16:15 Integrating third party tools: Better Code Hub

Better Code Hub is a service that provides a broad overview of aspects of your software’s quality. It uses a number of useful guidelines to score your software out of 10.

Better Code Hub is one of a number of services that can add to your continuous integration set up without you writing a single line of code: no workflow is necessary, you just link the service to your GitHub repository and it will watch for changes.

  1. Go to https://bettercodehub.com/ and analyse your repository.
  2. Read through the guidelines to get an idea of what checks are being made.
  3. Add a status badge from Better Code Hub to your README.md.
  4. [optional] Read about how you can configure Better Code Hub by adding a YAML file to your repository.

16:30 - Coffee break

Take a break!

16:45 Integrating third party tools: Read the Docs

Read the Docs is a free place to host documentation for open source software projects.

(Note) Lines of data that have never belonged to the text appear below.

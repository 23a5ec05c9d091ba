use std::collections::BTreeMap;
use std::path::Path;

use crate::catalog::Catalog;
use crate::db::models::LanguageEntry;
use crate::error::AppError;
use crate::models::document::Command;

const BUNDLED_CATALOG: &str = include_str!("../../data/catalog.json");
const BUNDLED_LANGUAGES: &str = include_str!("../../data/languages.json");

/// Load the catalog compiled into the binary.
pub fn load_bundled() -> Result<Catalog, AppError> {
    parse_json(BUNDLED_CATALOG)
}

/// Load a catalog from a JSON or YAML file (chosen by extension).
pub fn load_from_path(path: &Path) -> Result<Catalog, AppError> {
    let raw = std::fs::read_to_string(path).map_err(|e| {
        AppError::Catalog(format!("Failed to read '{}': {}", path.display(), e))
    })?;

    match path.extension().and_then(|e| e.to_str()) {
        Some("yaml") | Some("yml") => parse_yaml(&raw),
        _ => parse_json(&raw),
    }
}

pub fn parse_json(raw: &str) -> Result<Catalog, AppError> {
    let catalog: Catalog = serde_json::from_str(raw)
        .map_err(|e| AppError::Catalog(format!("Invalid catalog JSON: {e}")))?;
    catalog.validate()?;
    Ok(catalog)
}

pub fn parse_yaml(raw: &str) -> Result<Catalog, AppError> {
    let catalog: Catalog = serde_yaml::from_str(raw)
        .map_err(|e| AppError::Catalog(format!("Invalid catalog YAML: {e}")))?;
    catalog.validate()?;
    Ok(catalog)
}

#[derive(serde::Deserialize)]
struct BundledLanguage {
    #[serde(default)]
    commands: Vec<Command>,
    #[serde(default)]
    documentation: String,
}

/// The language reference entries used to seed an empty repository.
pub fn bundled_languages() -> Result<Vec<LanguageEntry>, AppError> {
    let raw: BTreeMap<String, BundledLanguage> = serde_json::from_str(BUNDLED_LANGUAGES)
        .map_err(|e| AppError::Catalog(format!("Invalid language data: {e}")))?;

    Ok(raw
        .into_iter()
        .map(|(name, lang)| LanguageEntry {
            name,
            documentation: lang.documentation,
            commands: lang.commands,
        })
        .collect())
}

In this section you will use a tool called Sphinx to generate documentation for your repository, and host that documentation automatically on Read the Docs.

  1. Create a directory called docs and run the sphinx-quickstart.
  2. Edit conf.py to remove the empty _static directory from the configuration. The final line should end up as:
     html_static_path = []
    
  3. Commit and push those files to GitHub.
  4. Go to https://readthedocs.org/ and import your repository.
  5. Check that it builds correctly. Find a status badge to add to your README.md.
  6. Add a quickstart guide to your documentation. Push the changes, and check that they go live.
  7. Read the contents of the .readthedocs.yml file in your repository. What is it doing?
  8. [optional] Read more about Sphinx and Read the Docs.

Wrapping up

Continuous integration is an essential tool to improve software quality and reliability. It drastically increases the chances of catching problems at an early stage, preventing significant effort correcting problems later once they have become entrenched. On top of that, there are many free services that you can take advantage of for your open source projects.

I would encourage you to look at some examples of repositories using sophisticated continuous integration in production, to see what it can look like for large projects. I would suggest looking at PINTS. If you look at any of the open pull requests, you can see each commit pushed to GitHub has a tick or a cross, telling code reviewers at a glance whether all the checks passed.

Getting a good CI pipeline set up early in a project will pay back your time investment many times over.

Key Points

  • Continuous Integration covers a whole range of tools and practices that can be applied to aid good software development.

  • CI can run tests automatically to verify changes as code develops.

  • CI can run tests on different architectures and different configurations, baking portability into software.

  • CI builds are typically triggered by commits pushed to a repository.

  • Third party services can be configured to listen for changes to your repository.

  • Use of CI is essential to software quality as it removes tedious manual tasks that will not otherwise be regularly performed.